連載 現場の教育力がプリセプターシップを変える―事例で学ぶ方法と理論④
「なぜプリセプターがロールモデルなのか」を再考する
渋谷 美香
1
1(社)日本看護協会看護教育研究センター
pp.73-78
発行日 2006年1月1日
Published Date 2006/1/1
DOI https://doi.org/10.11477/mf.1661100014
- 有料閲覧
- 文献概要
- 1ページ目
- 参考文献
“お手本”を求められるプレッシャー
プリセプターや後輩を指導する役割を初めて担う時,多くの看護師は強い責任感のもと,「後輩の質問に的確に答えられる先輩でありたい」と思う.ところがいつの間にか,「先輩なのだからどんなことも知っていなければならない」という気持ちを強く抱くようになりがちである.後輩に何か尋ねられた時,自信を持って答える自分自身に,誇らしさとやりがいを感じる.しかし逆に,質問にうまく答えられなかったり,失敗してしまったりした時,「立派な先輩でありたい」と目指す姿と自分自身との落差に,恥ずかしさ・情けなさ・怒りを感じる.これは時に,激しい自信喪失につながり,指導役割そのものに対する意欲を失わせてしまう.

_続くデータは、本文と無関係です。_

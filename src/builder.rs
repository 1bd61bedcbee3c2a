//! Pipeline builder and the batch simplification pipeline.
//!
//! A [`Pipeline`] reads a polygon dataset, optionally infers weak labels for
//! the uncovered regions, simplifies everything onto a [`CellGrid`] spanning
//! the dataset bounds, and writes the result to a sink. The same pipeline can
//! later open the written dataset and index it for lookups.

use crate::compute::engine::{GeometryEngine, PlanarEngine};
use crate::compute::gap_fill::GapFiller;
use crate::compute::simplify::{GridSimplifier, Simplified, SimplifyStats};
use crate::config::{Config, IndexOptions};
use crate::error::{LabelGridError, Result};
use crate::feature::{FeatureFactory, LabeledFeature};
use crate::grid::CellGrid;
use crate::index::SpatialIndex;
use crate::storage::{FeatureSchema, FeatureSink, FeatureSource};
use labelgrid_types::envelope::Envelope;

/// Builder for a [`Pipeline`].
#[derive(Debug, Clone, Default)]
pub struct PipelineBuilder {
    config: Config,
}

impl PipelineBuilder {
    /// Create a new builder with the default configuration.
    pub fn new() -> Self {
        Self::default()
    }

    /// Replace the whole configuration.
    pub fn config(mut self, config: Config) -> Self {
        self.config = config;
        self
    }

    pub fn branching(mut self, branching: impl Into<Vec<u32>>) -> Self {
        self.config = self.config.with_branching(branching);
        self
    }

    pub fn label_attribute(mut self, attribute: impl Into<String>) -> Self {
        self.config = self.config.with_label_attribute(attribute);
        self
    }

    pub fn simplify_single_label_cells(mut self, enabled: bool) -> Self {
        self.config = self.config.with_simplify_single_label_cells(enabled);
        self
    }

    pub fn fill_gaps(mut self, enabled: bool) -> Self {
        self.config = self.config.with_fill_gaps(enabled);
        self
    }

    pub fn index_options(mut self, options: IndexOptions) -> Self {
        self.config = self.config.with_index_options(options);
        self
    }

    /// Validate the configuration and build the pipeline.
    pub fn build(self) -> Result<Pipeline> {
        self.build_with_engine(PlanarEngine)
    }

    pub fn build_with_engine<E: GeometryEngine + Clone>(self, engine: E) -> Result<Pipeline<E>> {
        Pipeline::with_engine(self.config, engine)
    }
}

/// Counts reported by [`Pipeline::run`].
#[derive(Debug, Clone, Default, PartialEq, Eq)]
pub struct PipelineReport {
    /// Features read from the source.
    pub input_features: usize,
    /// Weak features added by gap filling.
    pub gap_features: usize,
    pub stats: SimplifyStats,
    /// Records accepted by the sink.
    pub written: usize,
}

/// Source → gap filling → simplification → sink.
#[derive(Debug, Clone)]
pub struct Pipeline<E: GeometryEngine = PlanarEngine> {
    config: Config,
    engine: E,
}

impl Pipeline<PlanarEngine> {
    pub fn new(config: Config) -> Result<Self> {
        Self::with_engine(config, PlanarEngine)
    }
}

impl<E: GeometryEngine + Clone> Pipeline<E> {
    pub fn with_engine(config: Config, engine: E) -> Result<Self> {
        config.validate().map_err(LabelGridError::Config)?;
        Ok(Self { config, engine })
    }

    pub fn config(&self) -> &Config {
        &self.config
    }

    /// Grid with the configured branching over `envelope`.
    pub fn grid_for(&self, envelope: Envelope) -> Result<CellGrid> {
        CellGrid::new(envelope, self.config.branching.clone())
    }

    /// Read `source` and simplify it onto `grid`, filling gaps first when
    /// configured.
    pub fn simplify_features<'g>(
        &self,
        grid: &'g CellGrid,
        source: &dyn FeatureSource,
    ) -> Result<Simplified<'g>> {
        let (features, _) = self.prepare(grid, source)?;
        self.simplifier(grid).simplify(features)
    }

    /// Simplify `source` onto a grid spanning its bounds and write the result
    /// to `sink`.
    ///
    /// # Errors
    ///
    /// `InvalidInput` if the source has no bounds; storage errors from the
    /// source or sink. A failed gap fill is logged and skipped.
    pub fn run(
        &self,
        source: &dyn FeatureSource,
        sink: &mut dyn FeatureSink,
    ) -> Result<PipelineReport> {
        let envelope = source.bounds()?.ok_or_else(|| {
            LabelGridError::InvalidInput("Source dataset has no bounds".to_string())
        })?;
        let grid = self.grid_for(envelope)?;
        log::info!(
            "Simplifying onto grid {} over {:?}",
            grid.attribute_name(),
            grid.envelope().rect
        );

        let (features, gap_features) = self.prepare(&grid, source)?;
        let input_features = features.len() - gap_features;
        let simplified = self.simplifier(&grid).simplify(features)?;

        let schema = FeatureSchema::for_grid(&grid, self.config.label_attribute.as_str());
        let mut records = simplified.features.iter().map(LabeledFeature::to_record);
        let written = sink.write(&schema, &mut records)?;

        let report = PipelineReport {
            input_features,
            gap_features,
            stats: simplified.stats,
            written,
        };
        log::info!(
            "Pipeline finished: {} input, {} gap, {} written",
            report.input_features,
            report.gap_features,
            report.written
        );
        Ok(report)
    }

    /// Rebuild the grid a simplified dataset was written with.
    pub fn open_grid(&self, source: &dyn FeatureSource) -> Result<CellGrid> {
        FeatureSchema::from_source(source, &self.config.label_attribute)?.grid()
    }

    /// Index a simplified dataset written for `grid`. Cells are only
    /// collapsed to a bare label when simplification is on.
    pub fn load_index<'g>(
        &self,
        grid: &'g CellGrid,
        source: &dyn FeatureSource,
    ) -> Result<SpatialIndex<'g, E>> {
        SpatialIndex::load_with_engine(
            grid,
            source,
            &self.config.label_attribute,
            self.config.effective_index_options(),
            self.engine.clone(),
        )
    }

    fn simplifier<'g>(&self, grid: &'g CellGrid) -> GridSimplifier<'g, E> {
        GridSimplifier::with_engine(grid, self.engine.clone())
            .simplify_single_label_cells(self.config.simplify_single_label_cells)
    }

    // Input features followed by gap features, and the gap feature count.
    fn prepare<'g>(
        &self,
        grid: &'g CellGrid,
        source: &dyn FeatureSource,
    ) -> Result<(Vec<LabeledFeature<'g>>, usize)> {
        let factory = FeatureFactory::new(grid, &self.config.label_attribute);
        let mut features = factory.from_source(source)?;
        log::debug!("Read {} input features", features.len());
        if !self.config.fill_gaps {
            return Ok((features, 0));
        }

        match GapFiller::with_engine(grid, self.engine.clone()).fill(&factory, &features) {
            Ok(filled) => {
                let added = filled.features.len();
                features.extend(filled.features);
                Ok((features, added))
            }
            Err(e) => {
                log::warn!("Gap filling failed, continuing without gap features: {}", e);
                Ok((features, 0))
            }
        }
    }
}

プリセプティに対する期待の高まりは,プリセプティの成長にとっても決してマイナスではない.しかし,経験できる範囲の拡大によってプリセプティの失敗も増えてくる.指導を受け入れないような態度,他のプリセプティとの到達度の差といった,プリセプターにとって受け入れ難い結果も次々と出てくるものだ.そんな時,真摯に取り組んでいるプリセプターほど,自分の指導が悪いからだと自身を責めてしまうのはなぜだろうか.